Philippines Typhoon: One Month On, What’s Been Done (And What Happens Now)
Four weeks after Typhoon Haiyan ripped through the Visayas region of the Philippines, shattering lives and livelihoods, WFP is providing food assistance and supporting the relief effort in other ways. But what exactly has WFP achieved, and what lies ahead on the road to recovery? Donate Now
What we’ve done:
1. Get food out – fast
WFP has reached nearly 3 million people with rice and high-energy biscuits . Distributions are continuing, because many people who have lost everything still urgently need food as they try to rebuild their lives. It has not been easy, but WFP has used all means, including aircraft, boats and trucks to get the food out. Reaching remote island communities has been especially challenging.
2. Move things along
WFP has not been alone in facing the challenges of getting relief items to those in need. As the head of the Logistics Cluster, WFP has been organizing common logistics services for the entire humanitarian community . This included chartering cargo ferries to bring aid in, erecting storage tents as warehouse facilities, securing fuel supplies and setting up the UN Humanitarian Air Service (UNHAS) to get aid workers and equipment to the affected areas.
3. Understand the needs
WFP led an assessment (a Multiple Sector Initial Rapid Assessment or MIRA) to analyze the situation immediately after the typhoon, to understand better how people had been affected by the storm and what sort of help they need. The report, which found that the most urgent needs are food, shelter and livelihoods, has been crucial for planning the response.
What comes next:
1. Keep food moving
Debris is being cleared, some people have been able to return to their homes, and in some places markets are reopening – but things are still a long way from normal, and many people still urgently need food assistance. WFP will continue to support the government’s relief efforts, with a plan to gradually transition to other forms of assistance as appropriate.

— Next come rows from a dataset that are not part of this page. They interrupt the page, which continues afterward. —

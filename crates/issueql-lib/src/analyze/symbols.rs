//! Variable symbol table.
//!
//! One global table spans every open document. Entries are kept in
//! insertion order; lookups scan from the back so the most recently added
//! definition shadows earlier ones with the same name. Updating a
//! document's contribution is atomic: readers never observe a state where
//! the document's old symbols are gone and its new ones not yet added.

use rowan::TextRange;

use crate::parser::{Root, VarDef};

/// Stable handle for one open document.
#[derive(Debug, Clone, Copy, PartialEq, Eq, PartialOrd, Ord, Hash)]
pub struct DocumentId(u32);

impl DocumentId {
    pub fn new(raw: u32) -> Self {
        Self(raw)
    }

    pub fn raw(self) -> u32 {
        self.0
    }
}

/// One variable definition, as seen by lookups.
#[derive(Debug, Clone)]
pub struct SymbolInfo {
    /// Variable name including the `$` sigil.
    pub name: String,
    pub doc: DocumentId,
    /// Range of the name token at the definition site.
    pub range: TextRange,
    pub def: VarDef,
}

#[derive(Debug, Clone, Default)]
pub struct SymbolTable {
    entries: Vec<SymbolInfo>,
}

impl SymbolTable {
    pub fn new() -> Self {
        Self::default()
    }

    /// Replaces `doc`'s entries with the definitions found in `root`.
    ///
    /// The fresh entries are collected before the old ones are removed, so a
    /// parse that panics can never leave the table half-updated.
    pub fn update(&mut self, doc: DocumentId, root: &Root) {
        let fresh: Vec<SymbolInfo> = root
            .var_defs()
            .filter_map(|def| {
                let token = def.name_token()?;
                Some(SymbolInfo {
                    name: token.text().to_string(),
                    doc,
                    range: token.text_range(),
                    def,
                })
            })
            .collect();
        self.entries.retain(|entry| entry.doc != doc);
        self.entries.extend(fresh);
    }

    pub fn remove_document(&mut self, doc: DocumentId) {
        self.entries.retain(|entry| entry.doc != doc);
    }

    /// The winning definition for `name` (`$` sigil included).
    pub fn get(&self, name: &str) -> Option<&SymbolInfo> {
        self.entries.iter().rev().find(|entry| entry.name == name)
    }

    /// Every definition of `name`, shadowed ones included.
    pub fn get_all<'a>(&'a self, name: &'a str) -> impl Iterator<Item = &'a SymbolInfo> {
        self.entries.iter().filter(move |entry| entry.name == name)
    }

    pub fn iter(&self) -> impl Iterator<Item = &SymbolInfo> {
        self.entries.iter()
    }

    pub fn len(&self) -> usize {
        self.entries.len()
    }

    pub fn is_empty(&self) -> bool {
        self.entries.is_empty()
    }
}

2. Look after children and mothers
The destruction of the typhoon is highly visible – but malnutrition is a “silent” threat to people who no longer have regular access to food, safe water or healthcare facilities. Young children and their mothers are the most at risk from this, which is why WFP is working with partners to screen the population for malnutrition indicators, and to provide specialized nutritious food for all children.
3. Provide cash support
As local markets reemerge and stabilize, food distributions will give way to or be combined with cash-based interventions. This gives people the choice to purchase their preferred food and other basic necessities. WFP wants its assistance not just to help the direct beneficiaries, but to stimulate the local economy as well.